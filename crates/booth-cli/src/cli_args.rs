use std::path::PathBuf;

use clap::Parser;

#[derive(Debug, Parser)]
#[command(
    name = "booth",
    about = "AR photo booth backend: voice replies and photo compositing",
    version
)]
pub struct CliArgs {
    /// Gateway bind address.
    #[arg(long, env = "BOOTH_BIND", default_value = "0.0.0.0:8080")]
    pub bind: String,

    /// SpeechKit API key, shared by recognition, completion, and synthesis.
    #[arg(long, env = "SPEECHKIT_API_KEY")]
    pub speechkit_api_key: String,

    /// SpeechKit folder id.
    #[arg(long, env = "SPEECHKIT_FOLDER_ID")]
    pub speechkit_folder_id: String,

    /// Recognition service base URL.
    #[arg(
        long,
        env = "BOOTH_STT_API_BASE",
        default_value = "https://stt.api.cloud.yandex.net"
    )]
    pub stt_api_base: String,

    /// Completion service base URL.
    #[arg(
        long,
        env = "BOOTH_LLM_API_BASE",
        default_value = "https://llm.api.cloud.yandex.net"
    )]
    pub llm_api_base: String,

    /// Synthesis service base URL.
    #[arg(
        long,
        env = "BOOTH_TTS_API_BASE",
        default_value = "https://tts.api.cloud.yandex.net"
    )]
    pub tts_api_base: String,

    /// Voice-conversion (RVC WebUI) base URL.
    #[arg(
        long,
        env = "BOOTH_RVC_API_BASE",
        default_value = "http://127.0.0.1:7897"
    )]
    pub rvc_api_base: String,

    /// Background-removal service base URL.
    #[arg(
        long,
        env = "BOOTH_REMOVAL_API_BASE",
        default_value = "http://127.0.0.1:7000"
    )]
    pub removal_api_base: String,

    /// OpenRouter base URL for the image-edit model.
    #[arg(
        long,
        env = "BOOTH_OPENROUTER_API_BASE",
        default_value = "https://openrouter.ai"
    )]
    pub openrouter_api_base: String,

    /// OpenRouter API key for the image-edit model.
    #[arg(long, env = "OPENROUTER_API_KEY")]
    pub openrouter_api_key: String,

    /// ffmpeg binary used for audio transcoding.
    #[arg(long, env = "BOOTH_FFMPEG_BIN", default_value = "ffmpeg")]
    pub ffmpeg_bin: String,

    /// Directory holding `bg_<character>.png` background assets.
    #[arg(long, env = "BOOTH_ASSETS_DIR", default_value = "assets")]
    pub assets_dir: PathBuf,

    /// Root for per-request scratch directories.
    #[arg(long, env = "BOOTH_SCRATCH_DIR", default_value = "scratch")]
    pub scratch_dir: PathBuf,
}
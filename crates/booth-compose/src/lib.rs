//! Photo booth compositing: background removal, scene layering, and the
//! generative stylize variant.
//!
//! The pure pixel math lives in [`scene`]; [`flows::BoothFlows`] wires it to
//! the external removal and image-edit services and to the character
//! registry's selection policy.

mod error;
mod flows;
mod scene;

pub use error::{ComposeError, ComposeResult};
pub use flows::BoothFlows;
pub use scene::{
    aspect_fill, composite_scene, decode_rgba, encode_png, fit_center, overlay_has_content,
};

____

Please state how many lines of the material above include the word "BoothFlows"; the number is the whole answer.

2